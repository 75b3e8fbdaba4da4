//! Ownership sources.
//!
//! Defines the `OwnershipSource` trait. Raw per-lineup collection lives
//! outside this crate; a source only reports the aggregated percentages
//! for a contest at the moment it is asked.

pub mod http;

use async_trait::async_trait;

use crate::types::{ContestId, OwnershipMap, TrackerResult};

/// Aggregated ownership for one contest, as reported by a source.
#[derive(Debug, Clone, PartialEq, Default)]
pub struct OwnershipFetch {
    pub ownership: OwnershipMap,
    pub total_entries: u64,
}

/// Abstraction over upstream ownership feeds.
///
/// Implementors should fail fast; the tracker wraps every call in its own
/// timeout and never retries within a cycle.
#[cfg_attr(test, mockall::automock)]
#[async_trait]
pub trait OwnershipSource: Send + Sync {
    /// Fetch current ownership percentages and the entry count for a contest.
    async fn fetch_ownership(&self, contest_id: &ContestId) -> TrackerResult<OwnershipFetch>;

    /// Source name for logging.
    fn name(&self) -> &str;
}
---+---
*Problem description*.
Make an exact copy of the listing, including every line.

*Task result*.
repository 75b3e8fbdaba4da4
//! Ownership sources.
//!
//! Defines the `OwnershipSource` trait. Raw per-lineup collection lives
//! outside this crate; a source only reports the aggregated percentages
//! for a contest at the moment it is asked.

pub mod http;

use async_trait::async_trait;

use crate::types::{ContestId, OwnershipMap, TrackerResult};

/// Aggregated ownership for one contest, as reported by a source.
#[derive(Debug, Clone, PartialEq, Default)]
pub struct OwnershipFetch {
    pub ownership: OwnershipMap,
    pub total_entries: u64,
}

/// Abstraction over upstream ownership feeds.
///
/// Implementors should fail fast; the tracker wraps every call in its own
/// timeout and never retries within a cycle.
#[cfg_attr(test, mockall::automock)]
#[async_trait]
pub trait OwnershipSource: Send + Sync {
    /// Fetch current ownership percentages and the entry count for a contest.
    async fn fetch_ownership(&self, contest_id: &ContestId) -> TrackerResult<OwnershipFetch>;

    /// Source name for logging.
    fn name(&self) -> &str;
}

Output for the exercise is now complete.